The estimated consumption of REEs is about 250 million tons per year. To overcome any supply risk, novel high-technology recovery methods in addition to modern raw material processing methods should be worked out and industrially applied [13,14,15].
During recent years, the phosphate rock containing trace amounts of REEs has been considered as one of the potential new resources to produce REEs due to its huge, about 300 billion tons reserves worldwide [13,14,15,16,17].
REEs have been observed in many different phosphate rocks, mainly in monazite, xenotime, loparite, apatite, and ion-absorbed clay [18,19,20]. Some researchers have pointed out that phosphate rock might be a new source for REEs [15,16] in addition to re-cycling different REE-containing devices, recovery from phosphate rock minerals might relieve an increasing demand for some REEs [3,19].
Extensive literature analysis about REE processing and recovery [3,21] shows that the first studies in phosphate rock processing were made in the Soviet Union about 90 years ago [18,19]. Since that time, the acid leaching with sulfuric acid, nitric acid, hydrochloric acid, and phosphoric acid has been developed followed by different recovery routes such as crystallization and precipitation, ion exchange, and multistep solvent extraction. Nowadays solvent extraction method seems to be the most promising technology for large-scale environmentally-friendly REEs separation, since other methods consume a lot of energy, generate huge quantities of waste products, and collected REEs contain different impurities [19].
It should be noted that separation of an individual REE is a very complicated, energy- and time-consuming task [13,15,22]. During the liquid extraction process many other elements co-extract together with REE, the most noticeable example is the co-extraction of uranium and thorium.
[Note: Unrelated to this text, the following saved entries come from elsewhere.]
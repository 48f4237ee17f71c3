//! Signed dice rolls.
//!
//! A roll produces evidence (the dice, the kept set, the total, the
//! formula) which the roller signs with their identity key. Any peer can
//! re-derive the canonical evidence bytes and audit the signature, so a
//! roll cannot be forged or altered after the fact.

use rand::Rng;
use serde::{Deserialize, Serialize};
use uuid::Uuid;

use crate::crypto::{IdentityKeypair, IdentityPublicKey, IdentitySignature, PeerId};
use crate::error::CoreError;
use crate::event::DiceRollBody;

/// Permitted dice count range.
pub const MIN_DICE_COUNT: u32 = 1;
pub const MAX_DICE_COUNT: u32 = 20;

/// Permitted dice sides range.
pub const MIN_DICE_SIDES: u32 = 2;
pub const MAX_DICE_SIDES: u32 = 1000;

/// Permitted modifier magnitude.
pub const MAX_MODIFIER: i32 = 1000;

/// Roll mode.
#[derive(Debug, Clone, Copy, PartialEq, Eq, Serialize, Deserialize)]
#[serde(rename_all = "lowercase")]
pub enum DiceMode {
    Normal,
    /// Each die is rolled twice, keeping the higher.
    Advantage,
    /// Each die is rolled twice, keeping the lower.
    Disadvantage,
}

/// One rolled die. Dropped advantage/disadvantage candidates stay in the
/// evidence with `kept = false` so auditors can recheck the total.
#[derive(Debug, Clone, Copy, PartialEq, Eq, Serialize, Deserialize)]
#[serde(rename_all = "camelCase")]
pub struct DieComponent {
    pub value: u32,
    pub kept: bool,
}

/// The auditable record of a dice roll.
#[derive(Debug, Clone, PartialEq, Serialize, Deserialize)]
#[serde(rename_all = "camelCase")]
pub struct DiceRollEvidence {
    pub roll_id: Uuid,
    pub roller_peer_id: PeerId,
    pub roller_device_name: String,
    /// Roller's Ed25519 identity public key, base64.
    pub roller_public_key: String,
    pub dice_count: u32,
    pub dice_sides: u32,
    pub modifier: i32,
    pub mode: DiceMode,
    pub components: Vec<DieComponent>,
    pub total: i64,
    /// Canonical human-readable formula, e.g. `2d20+3 (advantage)`.
    pub formula: String,
    /// Unix ms.
    pub rolled_at: i64,
}

impl DiceRollEvidence {
    /// Canonical bytes signed by the roller: compact camelCase JSON of the
    /// evidence itself.
    pub fn canonical_bytes(&self) -> Result<Vec<u8>, CoreError> {
        serde_json::to_vec(self).map_err(|e| CoreError::EncodingError(e.to_string()))
    }

    /// Sign the evidence with the roller's identity key.
    pub fn sign(&self, keypair: &IdentityKeypair) -> Result<IdentitySignature, CoreError> {
        Ok(keypair.sign(&self.canonical_bytes()?))
    }

    /// Audit a signature (base64) against this evidence.
    ///
    /// Returns false on any parse or verification failure; a bad key or a
    /// mangled signature is an invalid roll, not an error.
    pub fn verify(&self, signature_b64: &str) -> bool {
        let Ok(public_key) = IdentityPublicKey::from_base64(&self.roller_public_key) else {
            return false;
        };
        let Ok(signature) = IdentitySignature::from_base64(signature_b64) else {
            return false;
        };
        let Ok(bytes) = self.canonical_bytes() else {
            return false;
        };
        public_key.verify(&bytes, &signature).is_ok()
    }
}

/// Check a formula against the permitted bounds.
pub fn validate_formula(dice_count: u32, dice_sides: u32, modifier: i32) -> Result<(), CoreError> {
    if dice_count == 0 {
        return Err(CoreError::FormulaInvalid("dice count must be positive".into()));
    }
    if dice_sides < MIN_DICE_SIDES {
        return Err(CoreError::FormulaInvalid(format!(
            "dice must have at least {MIN_DICE_SIDES} sides"
        )));
    }
    if dice_count > MAX_DICE_COUNT {
        return Err(CoreError::FormulaOutOfRange(format!(
            "dice count {dice_count} exceeds {MAX_DICE_COUNT}"
        )));
    }
    if dice_sides > MAX_DICE_SIDES {
        return Err(CoreError::FormulaOutOfRange(format!(
            "dice sides {dice_sides} exceeds {MAX_DICE_SIDES}"
        )));
    }
    if modifier.abs() > MAX_MODIFIER {
        return Err(CoreError::FormulaOutOfRange(format!(
            "modifier {modifier} exceeds +/-{MAX_MODIFIER}"
        )));
    }
    Ok(())
}

/// Render the canonical formula string.
fn render_formula(dice_count: u32, dice_sides: u32, modifier: i32, mode: DiceMode) -> String {
    let mut formula = format!("{dice_count}d{dice_sides}");
    if modifier != 0 {
        formula.push_str(&format!("{modifier:+}"));
    }
    match mode {
        DiceMode::Normal => {}
        DiceMode::Advantage => formula.push_str(" (advantage)"),
        DiceMode::Disadvantage => formula.push_str(" (disadvantage)"),
    }
    formula
}

/// Roll dice and produce signed evidence wrapped in an event body.
pub fn roll_signed<R: Rng>(
    rng: &mut R,
    keypair: &IdentityKeypair,
    device_name: &str,
    dice_count: u32,
    dice_sides: u32,
    modifier: i32,
    mode: DiceMode,
    rolled_at: i64,
) -> Result<DiceRollBody, CoreError> {
    validate_formula(dice_count, dice_sides, modifier)?;

    let mut components = Vec::new();
    let mut total: i64 = 0;
    for _ in 0..dice_count {
        match mode {
            DiceMode::Normal => {
                let value = rng.gen_range(1..=dice_sides);
                components.push(DieComponent { value, kept: true });
                total += i64::from(value);
            }
            DiceMode::Advantage | DiceMode::Disadvantage => {
                let first = rng.gen_range(1..=dice_sides);
                let second = rng.gen_range(1..=dice_sides);
                let keep_first = if mode == DiceMode::Advantage {
                    first >= second
                } else {
                    first <= second
                };
                components.push(DieComponent {
                    value: first,
                    kept: keep_first,
                });
                components.push(DieComponent {
                    value: second,
                    kept: !keep_first,
                });
                total += i64::from(if keep_first { first } else { second });
            }
        }
    }
    total += i64::from(modifier);

    let evidence = DiceRollEvidence {
        roll_id: Uuid::new_v4(),
        roller_peer_id: keypair.peer_id(),
        roller_device_name: device_name.to_string(),
        roller_public_key: keypair.public_key().to_base64(),
        dice_count,
        dice_sides,
        modifier,
        mode,
        components,
        total,
        formula: render_formula(dice_count, dice_sides, modifier, mode),
        rolled_at,
    };
    let signature = evidence.sign(keypair)?.to_base64();

    Ok(DiceRollBody {
        evidence,
        signature,
    })
}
These elements pose a threat to the environment and nutritional safety if these elements are not removed during phosphate rock processing. Some researchers have reported the co-extraction of radioactive elements together with REE [19]. Some research groups have conducted extraction experiments with natural phosphate rock acid leachate [18,22]. while some research groups use REE stock solutions which represent the content of REE in natural phosphate rock [21,23,24,25]. As the current study indicates, extraction results obtained from stock solutions are not always comparable with extraction results from phosphate rock acid leachate. The chemical content of natural phosphate rock is significantly more complicated.
Different extractants, including organic phosphorus-based compounds, quaternary ammonium salts, and different ionic liquids have been used in the liquid extraction process [19,21,23,26]. At present, phosphate rock is mainly dissolved in sulfuric acid—a process that decomposes the raw material to produce phosphoric acid and phosphogypsum [18,27,28]. This method distributes the REEs in phosphoric acid (15–30%) and phosphogypsum (PG) (70–85%) requiring separate technological processes for full recovery of REE. It should be noted that the production of 1-ton H3PO4 produces 4–5 tons of PG (about 280–300 million tons of PG per year), leading to worldwide landfill problems and other environmental issues [14,28]. The nitric acid and hydrochloric acid-based processes are mainly challenged by the difficulties of Ca2+ removal. However, the use of nitric acid in the nitrophosphate route gives a very efficient and quick dissolution of REEs from ore and leaves no PG. The nitrophosphate route is described by the following reaction, expressed by Equation (1):
Ca10(PO4)6F2 + 20 HNO3 ⇄ 10 Ca(NO3)2 + 6 H3PO4 + 2 HF
In nature, rare earth elements substitute calcium ions in phosphorite ore and after the nitric acid treatment, they form as different REE trinitrate salts.
Utilizing phosphate rock as a source of REE or even as a source of phosphate fertilizers raises environmental threats. In agreement with the results of previous studies, our current study shows that Estonian phosphorite samples contain a significant amount of radioactive uranium and a smaller amount of thorium [29,30,31]. In addition to radioactive elements, phosphate rock also contains different amounts of hazardous metals as cadmium, lead, thallium, and arsenic [31]. At elevated concentrations, rare earth elements also contribute to environmental pollution caused by the intensive use of phosphate fertilizers, contamination of agricultural soils takes place [27,32]. Thus, it is desirable to remove these elements from phosphorite ore before any other downstream processing, such as saponification for REE extraction.
Estonia has the biggest, but unexploited phosphorite deposits in Europe [30]. These resources might be exploitable commercially for phosphate fertilizer production but results of the current study indicate that some chemical elements should be separated from Estonian phosphorite as byproducts, including REEs.
The improved two-step extraction process for the isolation of U and Th in concentrated nitric acid media and REE in partly neutralized nitric acid media from Estonian phosphorite ore has been worked out and presented in this paper.

2. Experimental

2.1. Raw Materials and Chemicals

Samples of Estonian concentrated phosphorite ore from Iru outcrop were obtained from geological collections of Tallinn University of Technology.
Trioctylmethyl ammonium chloride (Aliquat 336), HNO3 and bis(2-ethylhexyl) phosphate (D2EHPA) were purchased from Sigma-Aldrich. The structure of extractants is shown in Figure 1. NaOH was purchased from Merck and KNO3 was purchased from Lach-ner. All chemicals had the purity of analytical grade.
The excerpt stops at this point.